Torrent Pharma has signed an agreement with Elder Pharma to acquire the branded domestic formulations business (India & Nepal) for Rs. 2004 crore. The branded domestic formulation business of Elder comprises a portfolio of over 30 brands, which fall in therapies such as women's healthcare/neutraceuticals, pain management and wound care. The annual sales of these brands are ~Rs. 414 crore with EBITDA margins of 35%. The deal works out to ~5x sales and 13.8x EBITDA. Under the deal, Torrent will also add a field force of 1100 MRs to its tally of 3400 MRs. Torrent would fund the acquisition through a mix of internal accruals and debt. The transaction is expected to be closed in the first of 2014.

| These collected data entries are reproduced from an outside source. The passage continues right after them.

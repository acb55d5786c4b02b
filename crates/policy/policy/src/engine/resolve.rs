use std::sync::LazyLock;

use regex::{Captures, Regex};
use serde::Serialize;

use crate::error::PolicyError;
use crate::ir::action::ActionSpec;
use crate::ir::policy::Parameters;

/// Quoted path placeholders, then any `{...}` group.
static PLACEHOLDER_RE: LazyLock<Regex> = LazyLock::new(|| {
    Regex::new(r#"'\{\}'|"\{\}"|\{([^{}]*)\}"#).expect("placeholder regex is valid")
});

/// An action ready for the executor: its canonical string and the
/// parameters it runs with.
#[derive(Debug, Clone, PartialEq, Serialize)]
pub struct ResolvedAction {
    pub action: String,
    pub parameters: Parameters,
}

/// Normalize `action` and substitute its command placeholders.
pub fn resolve(
    action: &ActionSpec,
    parameters: &Parameters,
) -> Result<ResolvedAction, PolicyError> {
    let normalized = action.normalize()?;
    Ok(ResolvedAction {
        action: resolve_cmd(&normalized, parameters)?,
        parameters: parameters.clone(),
    })
}

/// Substitute `{name}` placeholders of a `cmd:` action from `parameters`.
///
/// The template is scanned once. A bare entry path placeholder `{}` is
/// quoted as `'{}'`; one the author already quoted is kept as written.
/// Substituted values are inserted verbatim and never rescanned. Any other
/// `{...}` group without a matching parameter is an error. Actions of other
/// types are returned unchanged.
pub fn resolve_cmd(action: &str, parameters: &Parameters) -> Result<String, PolicyError> {
    let Some(template) = action.strip_prefix("cmd:") else {
        return Ok(action.to_owned());
    };

    let mut missing: Vec<String> = Vec::new();
    let substituted = PLACEHOLDER_RE.replace_all(template, |caps: &Captures<'_>| {
        let Some(name) = caps.get(1).map(|m| m.as_str()) else {
            return caps[0].to_owned();
        };
        if name.is_empty() {
            return "'{}'".to_owned();
        }
        match parameters.get(name) {
            Some(serde_json::Value::String(s)) => s.clone(),
            Some(value) => value.to_string(),
            None => {
                let placeholder = caps[0].to_owned();
                if !missing.contains(&placeholder) {
                    missing.push(placeholder.clone());
                }
                placeholder
            }
        }
    });

    if !missing.is_empty() {
        return Err(PolicyError::UnresolvedPlaceholder(missing));
    }

    Ok(format!("cmd:{substituted}"))
}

Elder is ranked fifth in the flagship women's healthcare/neutraceuticals segment after Wockhardt, Ranbaxy, Abbott and Mankind. The largest brand Shelcal along with its extensions registered revenues of Rs. 214 crore in the last 12 months ending November 2013, as per ORG-IMS data base. Overall, it is the 25th largest brand in IPM ranking. The sales of other big brands along with line extension are Chymoral Rs. 82 crore and Eldervit Rs. 22 crore. With this acquisition, Torrent's market share in IPM will improve from 2.0 to 2.7 and so will the ranking from 17 to 12. The transaction involves the transfer of employees engaged in sales, marketing and operations of the India business but does not involve manufacturing facilities. Under the agreement, Elder will continue to manufacture and supply the products at its existing manufacturing facilities for Torrent for a period of three years.
Acquisition multiple, funding issues short term overhangs
Markets are likely to remain circumspect as the deal at 5x is a bit more costly than earlier thought. Also, debt/equity will be stretched beyond 1 for FY15 as Torrent will be raising substantial debt to fund the acquisition. In the long run, however, the transaction augurs well as it will strengthen Torrent's position in women's healthcare/neutraceuticals & pain management as these brands rank No. 1 one in their respective category. As the deal will be through in FY15, we roll forward our estimates to FY16. Since the management has indicated the deal will be EPS accretive after three years, we have changed our methodology to EV/EBITDA from PE. We now value the stock at 8x FY16 EV/EBITDA i.e. Rs. 530.